GH Revenue (Quarterly) data by YCharts

Guardant Health’s revenue growth in recent years is largely due to the success of Guardant360 and GuardantOMNI. Additionally, the company has both short and long-term catalysts that investors look forward to. First, sales of the Guardant360 should continue to rise this year.

Guardant Health recently reported data from a study showing that this product outperformed tissue biopsy in genomic profiling of advanced non-small cell lung cancer. Tissue biopsies are invasive surgical procedures performed to detect cancer.

Lung cancer is the leading cause of cancer death in the US, and non-small cell lung cancer is the most common form of lung cancer. These results will help the Guardant360 make even more progress in its addressable market.

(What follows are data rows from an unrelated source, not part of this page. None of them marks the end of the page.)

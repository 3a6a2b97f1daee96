//! Client Tests
//!
//! End-to-end request/response exchanges against an in-process server.

mod support;

use std::net::TcpListener;

use bytes::Bytes;
use respwire::{args, Arg, Client, ClientConfig, FramingError, RespError, Value};
use support::{serve_raw_once, TestServer};

// =============================================================================
// Helper Functions
// =============================================================================

fn config_for(addr: std::net::SocketAddr) -> ClientConfig {
    ClientConfig::builder()
        .addr(addr.to_string())
        .connect_timeout_ms(2000)
        .read_timeout_ms(5000)
        .write_timeout_ms(5000)
        .build()
}

fn connect(server: &TestServer) -> Client {
    Client::connect(&config_for(server.addr)).unwrap()
}

// =============================================================================
// Exchange Tests
// =============================================================================

#[test]
fn test_set_then_get() {
    let server = TestServer::start(1);
    let mut client = connect(&server);

    let reply = client.send(&args!["SET", "some-key", "Maurício"]).unwrap();
    assert_eq!(reply.as_string().unwrap(), ("OK", false));

    let reply = client.send(&args!["GET", "some-key"]).unwrap();
    assert_eq!(reply.as_string().unwrap(), ("Maurício", false));

    client.close().unwrap();
    server.join();
}

#[test]
fn test_get_missing_key_is_null() {
    let server = TestServer::start(1);
    let mut client = connect(&server);

    let reply = client.send(&args!["GET", "some-other-key"]).unwrap();
    assert_eq!(reply, Value::Null);
    assert_eq!(reply.as_string().unwrap(), ("", true));

    client.close().unwrap();
    server.join();
}

#[test]
fn test_utf8_keys() {
    let server = TestServer::start(1);
    let mut client = connect(&server);

    client.send(&args!["SET", "対馬", "Tsushima"]).unwrap();
    let reply = client.send(&args!["GET", "対馬"]).unwrap();
    assert_eq!(reply.as_string().unwrap(), ("Tsushima", false));

    client.close().unwrap();
    server.join();
}

#[test]
fn test_binary_value_with_terminator() {
    let server = TestServer::start(1);
    let mut client = connect(&server);
    let payload: &[u8] = b"\x00\r\n\xff\r\n";

    client.send(&[Arg::from("SET"), Arg::from("bin"), Arg::from(payload)]).unwrap();
    let reply = client.send(&args!["GET", "bin"]).unwrap();
    assert_eq!(reply, Value::BulkString(Bytes::copy_from_slice(payload)));

    client.close().unwrap();
    server.join();
}

#[test]
fn test_integer_reply() {
    let server = TestServer::start(1);
    let mut client = connect(&server);

    assert_eq!(client.send(&args!["INCR", "n"]).unwrap().as_integer().unwrap(), 1);
    assert_eq!(client.send(&args!["INCR", "n"]).unwrap().as_integer().unwrap(), 2);
    assert_eq!(client.send(&args!["DEL", "n", "missing"]).unwrap().as_integer().unwrap(), 1);

    client.close().unwrap();
    server.join();
}

#[test]
fn test_array_reply() {
    let server = TestServer::start(1);
    let mut client = connect(&server);

    assert_eq!(
        client.send(&args!["KEYS"]).unwrap().as_array().unwrap(),
        Some(&[][..])
    );

    client.send(&args!["SET", "b", "2"]).unwrap();
    client.send(&args!["SET", "a", 1]).unwrap();
    let reply = client.send(&args!["KEYS"]).unwrap();
    let keys: Vec<&str> = reply
        .as_array()
        .unwrap()
        .unwrap()
        .iter()
        .map(|k| k.as_string().unwrap().0)
        .collect();
    assert_eq!(keys, vec!["a", "b"]);

    client.close().unwrap();
    server.join();
}

#[test]
fn test_error_reply_keeps_connection_usable() {
    let server = TestServer::start(1);
    let mut client = connect(&server);

    let reply = client.send(&args!["NOPE"]).unwrap();
    assert_eq!(reply.as_error(), Some("ERR unknown command 'nope'"));
    let err = reply.as_integer().unwrap_err();
    assert!(!err.is_fatal());
    assert_eq!(err.to_string(), "ERR unknown command 'nope'");
    assert!(!client.is_broken());

    let reply = client.send(&args!["PING"]).unwrap();
    assert_eq!(reply, Value::SimpleString("PONG".to_string()));

    client.close().unwrap();
    server.join();
}

#[test]
fn test_echo_nested_request() {
    let server = TestServer::start(1);
    let mut client = connect(&server);

    let reply = client
        .send(&args!["ECHO", vec![Arg::from(1i16), Arg::from("x"), Arg::Null]])
        .unwrap();
    assert_eq!(
        reply,
        Value::Array(vec![
            Value::Integer(1),
            Value::BulkString(Bytes::from_static(b"x")),
            Value::Null,
        ])
    );

    client.close().unwrap();
    server.join();
}

#[test]
fn test_sequential_connections() {
    let server = TestServer::start(2);

    let mut first = connect(&server);
    first.send(&args!["SET", "shared", "yes"]).unwrap();
    first.close().unwrap();

    let mut second = connect(&server);
    let reply = second.send(&args!["GET", "shared"]).unwrap();
    assert_eq!(reply.as_string().unwrap(), ("yes", false));
    second.close().unwrap();

    server.join();
}

// =============================================================================
// Failure Tests
// =============================================================================

#[test]
fn test_truncated_response_is_framing_error() {
    let (addr, handle) = serve_raw_once(b"$10\r\nshort");
    let mut client = Client::connect(&config_for(addr)).unwrap();

    let err = client.send(&args!["GET", "k"]).unwrap_err();
    assert!(err.is_fatal());
    match err {
        RespError::Framing(FramingError::IncompleteBulk {
            expected, actual, ..
        }) => {
            assert_eq!(expected, 17);
            assert_eq!(actual, 10);
        }
        other => panic!("Expected IncompleteBulk, got {:?}", other),
    }

    handle.join().unwrap();
}

#[test]
fn test_client_refuses_requests_after_fatal_error() {
    let (addr, handle) = serve_raw_once(b"$10\r\nshort");
    let mut client = Client::connect(&config_for(addr)).unwrap();

    let err = client.send(&args!["GET", "k"]).unwrap_err();
    assert!(err.is_fatal());
    assert!(client.is_broken());

    let err = client.send(&args!["PING"]).unwrap_err();
    assert!(matches!(err, RespError::Broken(_)));
    assert!(err.is_fatal());

    handle.join().unwrap();
}

#[test]
fn test_no_response_is_empty_stream() {
    let (addr, handle) = serve_raw_once(b"");
    let mut client = Client::connect(&config_for(addr)).unwrap();

    let err = client.send(&args!["PING"]).unwrap_err();
    assert!(matches!(err, RespError::EmptyStream));

    handle.join().unwrap();
}

#[test]
fn test_connect_refused() {
    // Bind then drop to get a port nobody listens on
    let addr = TcpListener::bind("127.0.0.1:0").unwrap().local_addr().unwrap();
    let err = Client::connect(&config_for(addr)).err().unwrap();

    assert!(matches!(err, RespError::Connect { .. }));
    assert!(err.to_string().starts_with(&format!("failed to connect to {}", addr)));
}

#[test]
fn test_connect_rejects_invalid_config() {
    let config = ClientConfig::builder().addr("").build();

    assert!(matches!(Client::connect(&config), Err(RespError::Config(_))));

    let config = ClientConfig::builder().read_buffer_size(0).build();
    assert!(matches!(config.validate(), Err(RespError::Config(_))));
}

In addition, the company is currently developing two products, Lunar-1 and Lunar-2. The first is for the detection of residual and recurrent cancer. Lunar-2 will focus on the early detection of cancer. Guardant Health sees a $ 45 billion opportunity for both products if current studies confirm their effectiveness.

It will take time for the data to come in, but patient investors would do well to monitor the progress of these programs. Thanks to these catalysts, Guardant Health appears to be an excellent stock to buy and hold until 2021 and beyond.